> **Records provided**
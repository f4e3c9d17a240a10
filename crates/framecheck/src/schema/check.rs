//! The closed set of constraint kinds.

use std::fmt;
use std::str::FromStr;

use serde::{Deserialize, Serialize};

use crate::error::FrameCheckError;

/// A kind of per-column constraint, and the check that verifies it.
#[derive(Debug, Clone, Copy, PartialEq, Eq, Hash, PartialOrd, Ord, Serialize, Deserialize)]
#[serde(rename_all = "snake_case")]
pub enum CheckKind {
    /// Concrete runtime type name.
    DataType,
    /// Whether nulls are allowed.
    Nullable,
    /// Whether non-null values must be distinct.
    Unique,
    MinLength,
    MaxLength,
    /// Closed allow-list of values.
    ValueRange,
    MinValue,
    MaxValue,
    MinDate,
    MaxDate,
}

impl CheckKind {
    /// Every kind, in canonical column order for persisted files.
    pub const ALL: [CheckKind; 10] = [
        CheckKind::DataType,
        CheckKind::Nullable,
        CheckKind::Unique,
        CheckKind::MinLength,
        CheckKind::MaxLength,
        CheckKind::ValueRange,
        CheckKind::MinValue,
        CheckKind::MaxValue,
        CheckKind::MinDate,
        CheckKind::MaxDate,
    ];

    /// Persisted name of this kind.
    pub fn name(&self) -> &'static str {
        match self {
            CheckKind::DataType => "data_type",
            CheckKind::Nullable => "nullable",
            CheckKind::Unique => "unique",
            CheckKind::MinLength => "min_length",
            CheckKind::MaxLength => "max_length",
            CheckKind::ValueRange => "value_range",
            CheckKind::MinValue => "min_value",
            CheckKind::MaxValue => "max_value",
            CheckKind::MinDate => "min_date",
            CheckKind::MaxDate => "max_date",
        }
    }

    /// Returns true if the check always runs regardless of column kind.
    pub fn is_generic(&self) -> bool {
        matches!(self, CheckKind::DataType | CheckKind::Nullable)
    }
}

impl fmt::Display for CheckKind {
    fn fmt(&self, f: &mut fmt::Formatter<'_>) -> fmt::Result {
        f.write_str(self.name())
    }
}

impl FromStr for CheckKind {
    type Err = FrameCheckError;

    fn from_str(s: &str) -> Result<Self, Self::Err> {
        let trimmed = s.trim();
        // Older constraint files spell min_length without the "n"
        if trimmed == "min_legth" {
            return Ok(CheckKind::MinLength);
        }
        CheckKind::ALL
            .into_iter()
            .find(|kind| kind.name() == trimmed)
            .ok_or_else(|| FrameCheckError::UnsupportedFormat(format!("unknown check '{}'", s)))
    }
}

> **What you should do**
Starting with the line with "impl fmt::Display for" above and going on through the line with "return Ok(CheckKind::MinLength);", transcribe every line exactly, both ends included, and add nothing.

> **Final answer**
impl fmt::Display for CheckKind {
    fn fmt(&self, f: &mut fmt::Formatter<'_>) -> fmt::Result {
        f.write_str(self.name())
    }
}

impl FromStr for CheckKind {
    type Err = FrameCheckError;

    fn from_str(s: &str) -> Result<Self, Self::Err> {
        let trimmed = s.trim();
        // Older constraint files spell min_length without the "n"
        if trimmed == "min_legth" {
            return Ok(CheckKind::MinLength);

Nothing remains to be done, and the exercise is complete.